> _Problem description_: In how many lines of the data does the word "when" appear? Give the number by itself.

(Records to use Opens)

//! Command executor trait and the OS-backed implementation.
//!
//! The [`CommandExecutor`] trait is the only place processes are spawned.
//! It streams output lines back over a channel and returns the exit status;
//! buffering, callbacks and console output live in the runner, so they can
//! be tested against a fake executor.
//!
//! [`SystemExecutor`] drains stdout and stderr on their own threads while the
//! calling thread relays their lines and waits for the child, so a chatty
//! child never blocks on a full pipe buffer.
//!
//! ## Timeouts
//!
//! The reader threads are detached. A shell child can leave a grandchild
//! behind that still holds the pipes open after the shell itself is killed;
//! the deadline bounds [`SystemExecutor`] regardless, and the orphaned
//! readers exit once their pipe closes or their next line finds nobody
//! listening. The grandchild itself is not signalled.

use super::quote;
use std::collections::BTreeMap;
use std::io::{self, BufRead, BufReader, Read};
use std::path::PathBuf;
use std::process::{Child, Command, ExitStatus, Stdio};
use std::sync::mpsc::{self, RecvTimeoutError, Sender};
use std::thread;
use std::time::{Duration, Instant};
use thiserror::Error;
use tracing::debug;
use wait_timeout::ChildExt;

/// Exit status reported when the program could not be found.
pub const STATUS_NOT_FOUND: i32 = 127;
/// Exit status reported when the program could not be executed.
pub const STATUS_NOT_EXECUTABLE: i32 = 126;
/// Exit status reported when the command ran past its timeout.
pub const STATUS_TIMED_OUT: i32 = 124;

/// Everything needed to start one process.
#[derive(Debug, Clone, PartialEq, Eq)]
pub struct CommandSpec {
    pub exe: String,
    pub argv: Vec<String>,
    /// Added to (or overriding) the inherited environment.
    pub env: BTreeMap<String, String>,
    pub cwd: Option<PathBuf>,
    pub shell: bool,
    pub timeout: Option<Duration>,
}

impl CommandSpec {
    pub fn new(exe: impl Into<String>) -> Self {
        Self {
            exe: exe.into(),
            argv: Vec::new(),
            env: BTreeMap::new(),
            cwd: None,
            shell: true,
            timeout: None,
        }
    }

    /// The command line as the platform shell will see it.
    #[cfg(not(windows))]
    pub fn command_line(&self) -> String {
        quote::command_line(&self.exe, &self.argv)
    }

    /// The command line as the platform shell will see it.
    #[cfg(windows)]
    pub fn command_line(&self) -> String {
        quote::cmd_command_line(&self.exe, &self.argv)
    }
}

/// A line of child output, tagged with the stream it came from.
#[derive(Debug, Clone, PartialEq, Eq)]
pub enum ExecEvent {
    Stdout(String),
    Stderr(String),
}

#[derive(Error, Debug)]
pub enum ExecError {
    #[error("failed to start `{program}`: {source}")]
    Spawn {
        program: String,
        #[source]
        source: io::Error,
    },
    #[error("failed to wait for child process: {0}")]
    Wait(io::Error),
    #[error("command timed out after {0:?}")]
    TimedOut(Duration),
    #[error("command executor panicked")]
    Panicked,
}

impl ExecError {
    /// Exit status reported for this failure.
    pub fn status(&self) -> i32 {
        match self {
            ExecError::Spawn { source, .. } => match source.kind() {
                io::ErrorKind::NotFound => STATUS_NOT_FOUND,
                io::ErrorKind::PermissionDenied => STATUS_NOT_EXECUTABLE,
                _ => 1,
            },
            ExecError::TimedOut(_) => STATUS_TIMED_OUT,
            ExecError::Wait(_) | ExecError::Panicked => 1,
        }
    }
}

/// Runs one command to completion.
///
/// Implementations send every output line on `events` in the order it was
/// read from its stream, and drop all senders before returning.
pub trait CommandExecutor: Sync {
    fn execute(&self, spec: &CommandSpec, events: Sender<ExecEvent>) -> Result<i32, ExecError>;
}

/// Spawns real processes through `std::process`.
#[derive(Debug, Clone, Copy, Default)]
pub struct SystemExecutor;

impl CommandExecutor for SystemExecutor {
    fn execute(&self, spec: &CommandSpec, events: Sender<ExecEvent>) -> Result<i32, ExecError> {
        let mut command = build_command(spec);
        command
            .stdin(Stdio::null())
            .stdout(Stdio::piped())
            .stderr(Stdio::piped());

        debug!(command = %spec.command_line(), shell = spec.shell, cwd = ?spec.cwd, "spawning");
        let mut child = command.spawn().map_err(|source| ExecError::Spawn {
            program: spec.exe.clone(),
            source,
        })?;
        let deadline = spec.timeout.map(Deadline::new);

        let (tx, rx) = mpsc::channel();
        if let Some(pipe) = child.stdout.take() {
            spawn_reader(pipe, tx.clone(), ExecEvent::Stdout);
        }
        if let Some(pipe) = child.stderr.take() {
            spawn_reader(pipe, tx.clone(), ExecEvent::Stderr);
        }
        // Readers hold the remaining senders; the channel closes at EOF.
        drop(tx);

        loop {
            let received = match &deadline {
                Some(deadline) => rx.recv_timeout(deadline.remaining()),
                None => rx.recv().map_err(|_| RecvTimeoutError::Disconnected),
            };
            match (received, &deadline) {
                (Ok(event), _) => {
                    // The runner stopped listening; keep draining so the child can exit.
                    let _ = events.send(event);
                }
                (Err(RecvTimeoutError::Disconnected), _) => break,
                (Err(RecvTimeoutError::Timeout), Some(deadline)) => {
                    kill_and_reap(&mut child);
                    return Err(ExecError::TimedOut(deadline.limit));
                }
                (Err(RecvTimeoutError::Timeout), None) => {}
            }
        }

        let status = wait_child(&mut child, deadline.as_ref())?;
        Ok(exit_code(status))
    }
}

/// A timeout and the instant it expires.
struct Deadline {
    limit: Duration,
    at: Instant,
}

impl Deadline {
    fn new(limit: Duration) -> Self {
        Self {
            limit,
            at: Instant::now() + limit,
        }
    }

    fn remaining(&self) -> Duration {
        self.at.saturating_duration_since(Instant::now())
    }
}

fn spawn_reader<R>(pipe: R, tx: Sender<ExecEvent>, wrap: fn(String) -> ExecEvent)
where
    R: Read + Send + 'static,
{
    thread::spawn(move || forward_lines(pipe, &tx, wrap));
}

fn build_command(spec: &CommandSpec) -> Command {
    let mut command = if spec.shell {
        shell_command(&spec.command_line())
    } else {
        let mut command = Command::new(&spec.exe);
        command.args(&spec.argv);
        command
    };
    command.envs(&spec.env);
    if let Some(cwd) = &spec.cwd {
        command.current_dir(cwd);
    }
    command
}

#[cfg(unix)]
fn shell_command(line: &str) -> Command {
    let mut command = Command::new("sh");
    command.arg("-c").arg(line);
    command
}

#[cfg(windows)]
fn shell_command(line: &str) -> Command {
    use std::os::windows::process::CommandExt;
    // `cmd` parses its own command line; the standard argument escaping
    // would wrap the whole line in another layer of quotes.
    let mut command = Command::new("cmd");
    command.arg("/C").raw_arg(line);
    command
}

/// Wait for the child, killing it when the deadline passes or waiting fails.
fn wait_child(child: &mut Child, deadline: Option<&Deadline>) -> Result<ExitStatus, ExecError> {
    let waited = match deadline {
        Some(deadline) => match child.wait_timeout(deadline.remaining()) {
            Ok(Some(status)) => Ok(status),
            Ok(None) => Err(ExecError::TimedOut(deadline.limit)),
            Err(e) => Err(ExecError::Wait(e)),
        },
        None => child.wait().map_err(ExecError::Wait),
    };
    if waited.is_err() {
        kill_and_reap(child);
    }
    waited
}

fn kill_and_reap(child: &mut Child) {
    // Either call fails only when the child is already gone.
    let _ = child.kill();
    let _ = child.wait();
}

#[cfg(unix)]
fn exit_code(status: ExitStatus) -> i32 {
    use std::os::unix::process::ExitStatusExt;
    status
        .code()
        .or_else(|| status.signal().map(|signal| 128 + signal))
        .unwrap_or(1)
}

#[cfg(not(unix))]
fn exit_code(status: ExitStatus) -> i32 {
    status.code().unwrap_or(1)
}

/// Send each line of `pipe` until EOF. Line endings are stripped and invalid
/// UTF-8 is replaced rather than dropped.
fn forward_lines<R: Read>(pipe: R, tx: &Sender<ExecEvent>, wrap: fn(String) -> ExecEvent) {
    let mut reader = BufReader::new(pipe);
    let mut buf = Vec::new();
    loop {
        buf.clear();
        match reader.read_until(b'\n', &mut buf) {
            Ok(0) => break,
            Ok(_) => {
                if buf.ends_with(b"\n") {
                    buf.pop();
                    if buf.ends_with(b"\r") {
                        buf.pop();
                    }
                }
                let line = String::from_utf8_lossy(&buf).into_owned();
                if tx.send(wrap(line)).is_err() {
                    break;
                }
            }
            Err(e) if e.kind() == io::ErrorKind::Interrupted => continue,
            Err(e) => {
                debug!(error = %e, "pipe read failed");
                break;
            }
        }
    }
}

(Records to use Closes)

> _Solution to this exercise_: 5